Return all entries below exactly. Skip nothing.

(Saved entries)
BEGIN

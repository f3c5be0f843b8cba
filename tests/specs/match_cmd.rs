// SPDX-License-Identifier: MIT
// Copyright (c) 2026 Alfred Jean LLC

//! Behavioral specs for the `globfilter match` command.

#![allow(clippy::unwrap_used, clippy::expect_used, clippy::panic)]

use crate::prelude::*;

// =============================================================================
// Precedence
// =============================================================================

/// Inclusion wins over a matching exclusion; unmatched paths are denied.
#[test]
fn inclusion_wins_over_exclusion() {
    let tmp = temp_project(None);
    globfilter_cmd()
        .current_dir(tmp.path())
        .args(["match", "-i", "a/b/c/foo.json", "-e", "**.json"])
        .args(["data/my.json", "a/b/c/foo.json", "a/b/c/foo.bar"])
        .assert()
        .success()
        .stdout("a/b/c/foo.json\n");
}

/// Only exclusions configured: everything else is admitted.
#[test]
fn exclusions_only_admit_the_rest() {
    let tmp = temp_project(None);
    globfilter_cmd()
        .current_dir(tmp.path())
        .args(["match", "-e", "**.json", "-e", "**.jpg"])
        .args(["ab.json", "ab.jpg", "ab.gif"])
        .assert()
        .success()
        .stdout("ab.gif\n");
}

/// No patterns at all: every path is admitted.
#[test]
fn no_patterns_admit_everything() {
    let tmp = temp_project(None);
    globfilter_cmd()
        .current_dir(tmp.path())
        .args(["match", "x.txt", "y/z.md"])
        .assert()
        .success()
        .stdout("x.txt\ny/z.md\n");
}

/// `--rejected` prints the complement.
#[test]
fn rejected_prints_denied_paths() {
    let tmp = temp_project(None);
    globfilter_cmd()
        .current_dir(tmp.path())
        .args(["match", "--rejected", "-i", "**.md"])
        .args(["a.md", "b.txt", "c/d.md", "e.png"])
        .assert()
        .success()
        .stdout("b.txt\ne.png\n");
}

/// Matching ignores case and OS separators but prints paths as given.
#[test]
fn matching_is_case_insensitive() {
    let tmp = temp_project(None);
    globfilter_cmd()
        .current_dir(tmp.path())
        .args(["match", "-i", "content/**.md"])
        .args(["Content\\Posts\\A.MD", "static/a.md"])
        .assert()
        .success()
        .stdout("Content\\Posts\\A.MD\n");
}

/// `--case-sensitive` turns case folding off.
#[test]
fn case_sensitive_flag() {
    let tmp = temp_project(None);
    globfilter_cmd()
        .current_dir(tmp.path())
        .args(["match", "--case-sensitive", "-i", "Content/**"])
        .args(["Content/a.md", "content/b.md"])
        .assert()
        .success()
        .stdout("Content/a.md\n");
}

/// `--dirs` admits the ancestors of an inclusion.
#[test]
fn dirs_admit_inclusion_ancestors() {
    let tmp = temp_project(None);
    globfilter_cmd()
        .current_dir(tmp.path())
        .args(["match", "--dirs", "-i", "a/b/c/foo.json"])
        .args(["a", "a/b", "x"])
        .assert()
        .success()
        .stdout("a\na/b\n");
}

// =============================================================================
// Input and output
// =============================================================================

/// Paths are read from stdin when none are given.
#[test]
fn reads_paths_from_stdin() {
    let tmp = temp_project(None);
    let mut cmd = globfilter_cmd();
    cmd.current_dir(tmp.path()).args(["match", "-e", "**/drafts/**"]);
    assert_cmd::Command::from_std(cmd)
        .write_stdin("posts/a.md\nposts/drafts/b.md\n\nc.md\n")
        .assert()
        .success()
        .stdout("posts/a.md\nc.md\n");
}

/// Exit code 1 when nothing is printed.
#[test]
fn no_selected_paths_exit_one() {
    let tmp = temp_project(None);
    globfilter_cmd()
        .current_dir(tmp.path())
        .args(["match", "-i", "**.md", "a.txt"])
        .assert()
        .code(1)
        .stdout("");
}

/// `--output json` reports patterns and selected paths.
#[test]
fn json_output() {
    let tmp = temp_project(None);
    let output = globfilter_cmd()
        .current_dir(tmp.path())
        .args(["match", "-o", "json", "-i", "**.md", "-e", "drafts/**"])
        .args(["a.md", "b.txt"])
        .output()
        .expect("command should run");
    assert!(output.status.success());

    let json: serde_json::Value = serde_json::from_slice(&output.stdout).unwrap();
    assert_eq!(json["include"], serde_json::json!(["**.md"]));
    assert_eq!(json["exclude"], serde_json::json!(["drafts/**"]));
    assert_eq!(json["rejected"], false);
    assert_eq!(json["paths"], serde_json::json!(["a.md"]));
}

// =============================================================================
// Configuration
// =============================================================================

/// Patterns come from a discovered `globfilter.toml`.
#[test]
fn uses_discovered_config() {
    let tmp = temp_project(Some("[filter]\nexclude = [\"**.tmp\"]\n"));
    globfilter_cmd()
        .current_dir(tmp.path())
        .args(["match", "a.tmp", "b.md"])
        .assert()
        .success()
        .stdout("b.md\n");
}

/// Command-line patterns are added to the config patterns.
#[test]
fn flags_extend_config() {
    let tmp = temp_project(Some("[filter]\nexclude = [\"**.tmp\"]\n"));
    globfilter_cmd()
        .current_dir(tmp.path())
        .args(["match", "-e", "**.bak", "a.tmp", "b.bak", "c.md"])
        .assert()
        .success()
        .stdout("c.md\n");
}

/// `--config` points at an explicit file.
#[test]
fn explicit_config_file() {
    let tmp = temp_project(None);
    let config = tmp.path().join("custom.toml");
    std::fs::write(&config, "[filter]\ninclude = [\"docs/**\"]\n").unwrap();

    globfilter_cmd()
        .current_dir(tmp.path())
        .arg("match")
        .arg("--config")
        .arg(&config)
        .args(["docs/a.md", "src/b.rs"])
        .assert()
        .success()
        .stdout("docs/a.md\n");
}

// =============================================================================
// Errors
// =============================================================================

/// A malformed pattern is a configuration error, not "no match".
#[test]
fn invalid_pattern_exits_two() {
    let tmp = temp_project(None);
    globfilter_cmd()
        .current_dir(tmp.path())
        .args(["match", "-i", "ok/**", "-e", "bad/[", "ok/a.md"])
        .assert()
        .code(2)
        .stdout("")
        .stderr(predicates::str::contains("invalid glob pattern \"bad/[\""));
}

/// A broken config file is a configuration error.
#[test]
fn invalid_config_exits_two() {
    let tmp = temp_project(Some("[filter]\ninclude = 3\n"));
    globfilter_cmd()
        .current_dir(tmp.path())
        .args(["match", "a.md"])
        .assert()
        .code(2)
        .stderr(predicates::str::contains("failed to parse config"));
}

/// A missing explicit config file is a configuration error.
#[test]
fn missing_config_exits_two() {
    let tmp = temp_project(None);
    globfilter_cmd()
        .current_dir(tmp.path())
        .args(["match", "--config", "nope.toml", "a.md"])
        .assert()
        .code(2)
        .stderr(
            predicates::str::contains("failed to read config")
                .and(predicates::str::contains("nope.toml")),
        );
}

END

__Answer box__.
repository f3c5be0f843b8cba
filename tests/specs/match_cmd.rs
// SPDX-License-Identifier: MIT
// Copyright (c) 2026 Alfred Jean LLC

//! Behavioral specs for the `globfilter match` command.

#![allow(clippy::unwrap_used, clippy::expect_used, clippy::panic)]

use crate::prelude::*;

// =============================================================================
// Precedence
// =============================================================================

/// Inclusion wins over a matching exclusion; unmatched paths are denied.
#[test]
fn inclusion_wins_over_exclusion() {
    let tmp = temp_project(None);
    globfilter_cmd()
        .current_dir(tmp.path())
        .args(["match", "-i", "a/b/c/foo.json", "-e", "**.json"])
        .args(["data/my.json", "a/b/c/foo.json", "a/b/c/foo.bar"])
        .assert()
        .success()
        .stdout("a/b/c/foo.json\n");
}

/// Only exclusions configured: everything else is admitted.
#[test]
fn exclusions_only_admit_the_rest() {
    let tmp = temp_project(None);
    globfilter_cmd()
        .current_dir(tmp.path())
        .args(["match", "-e", "**.json", "-e", "**.jpg"])
        .args(["ab.json", "ab.jpg", "ab.gif"])
        .assert()
        .success()
        .stdout("ab.gif\n");
}

/// No patterns at all: every path is admitted.
#[test]
fn no_patterns_admit_everything() {
    let tmp = temp_project(None);
    globfilter_cmd()
        .current_dir(tmp.path())
        .args(["match", "x.txt", "y/z.md"])
        .assert()
        .success()
        .stdout("x.txt\ny/z.md\n");
}

/// `--rejected` prints the complement.
#[test]
fn rejected_prints_denied_paths() {
    let tmp = temp_project(None);
    globfilter_cmd()
        .current_dir(tmp.path())
        .args(["match", "--rejected", "-i", "**.md"])
        .args(["a.md", "b.txt", "c/d.md", "e.png"])
        .assert()
        .success()
        .stdout("b.txt\ne.png\n");
}

/// Matching ignores case and OS separators but prints paths as given.
#[test]
fn matching_is_case_insensitive() {
    let tmp = temp_project(None);
    globfilter_cmd()
        .current_dir(tmp.path())
        .args(["match", "-i", "content/**.md"])
        .args(["Content\\Posts\\A.MD", "static/a.md"])
        .assert()
        .success()
        .stdout("Content\\Posts\\A.MD\n");
}

/// `--case-sensitive` turns case folding off.
#[test]
fn case_sensitive_flag() {
    let tmp = temp_project(None);
    globfilter_cmd()
        .current_dir(tmp.path())
        .args(["match", "--case-sensitive", "-i", "Content/**"])
        .args(["Content/a.md", "content/b.md"])
        .assert()
        .success()
        .stdout("Content/a.md\n");
}

/// `--dirs` admits the ancestors of an inclusion.
#[test]
fn dirs_admit_inclusion_ancestors() {
    let tmp = temp_project(None);
    globfilter_cmd()
        .current_dir(tmp.path())
        .args(["match", "--dirs", "-i", "a/b/c/foo.json"])
        .args(["a", "a/b", "x"])
        .assert()
        .success()
        .stdout("a\na/b\n");
}

// =============================================================================
// Input and output
// =============================================================================

/// Paths are read from stdin when none are given.
#[test]
fn reads_paths_from_stdin() {
    let tmp = temp_project(None);
    let mut cmd = globfilter_cmd();
    cmd.current_dir(tmp.path()).args(["match", "-e", "**/drafts/**"]);
    assert_cmd::Command::from_std(cmd)
        .write_stdin("posts/a.md\nposts/drafts/b.md\n\nc.md\n")
        .assert()
        .success()
        .stdout("posts/a.md\nc.md\n");
}

/// Exit code 1 when nothing is printed.
#[test]
fn no_selected_paths_exit_one() {
    let tmp = temp_project(None);
    globfilter_cmd()
        .current_dir(tmp.path())
        .args(["match", "-i", "**.md", "a.txt"])
        .assert()
        .code(1)
        .stdout("");
}

/// `--output json` reports patterns and selected paths.
#[test]
fn json_output() {
    let tmp = temp_project(None);
    let output = globfilter_cmd()
        .current_dir(tmp.path())
        .args(["match", "-o", "json", "-i", "**.md", "-e", "drafts/**"])
        .args(["a.md", "b.txt"])
        .output()
        .expect("command should run");
    assert!(output.status.success());

    let json: serde_json::Value = serde_json::from_slice(&output.stdout).unwrap();
    assert_eq!(json["include"], serde_json::json!(["**.md"]));
    assert_eq!(json["exclude"], serde_json::json!(["drafts/**"]));
    assert_eq!(json["rejected"], false);
    assert_eq!(json["paths"], serde_json::json!(["a.md"]));
}

// =============================================================================
// Configuration
// =============================================================================

/// Patterns come from a discovered `globfilter.toml`.
#[test]
fn uses_discovered_config() {
    let tmp = temp_project(Some("[filter]\nexclude = [\"**.tmp\"]\n"));
    globfilter_cmd()
        .current_dir(tmp.path())
        .args(["match", "a.tmp", "b.md"])
        .assert()
        .success()
        .stdout("b.md\n");
}

/// Command-line patterns are added to the config patterns.
#[test]
fn flags_extend_config() {
    let tmp = temp_project(Some("[filter]\nexclude = [\"**.tmp\"]\n"));
    globfilter_cmd()
        .current_dir(tmp.path())
        .args(["match", "-e", "**.bak", "a.tmp", "b.bak", "c.md"])
        .assert()
        .success()
        .stdout("c.md\n");
}

/// `--config` points at an explicit file.
#[test]
fn explicit_config_file() {
    let tmp = temp_project(None);
    let config = tmp.path().join("custom.toml");
    std::fs::write(&config, "[filter]\ninclude = [\"docs/**\"]\n").unwrap();

    globfilter_cmd()
        .current_dir(tmp.path())
        .arg("match")
        .arg("--config")
        .arg(&config)
        .args(["docs/a.md", "src/b.rs"])
        .assert()
        .success()
        .stdout("docs/a.md\n");
}

// =============================================================================
// Errors
// =============================================================================

/// A malformed pattern is a configuration error, not "no match".
#[test]
fn invalid_pattern_exits_two() {
    let tmp = temp_project(None);
    globfilter_cmd()
        .current_dir(tmp.path())
        .args(["match", "-i", "ok/**", "-e", "bad/[", "ok/a.md"])
        .assert()
        .code(2)
        .stdout("")
        .stderr(predicates::str::contains("invalid glob pattern \"bad/[\""));
}

/// A broken config file is a configuration error.
#[test]
fn invalid_config_exits_two() {
    let tmp = temp_project(Some("[filter]\ninclude = 3\n"));
    globfilter_cmd()
        .current_dir(tmp.path())
        .args(["match", "a.md"])
        .assert()
        .code(2)
        .stderr(predicates::str::contains("failed to parse config"));
}

/// A missing explicit config file is a configuration error.
#[test]
fn missing_config_exits_two() {
    let tmp = temp_project(None);
    globfilter_cmd()
        .current_dir(tmp.path())
        .args(["match", "--config", "nope.toml", "a.md"])
        .assert()
        .code(2)
        .stderr(
            predicates::str::contains("failed to read config")
                .and(predicates::str::contains("nope.toml")),
        );
}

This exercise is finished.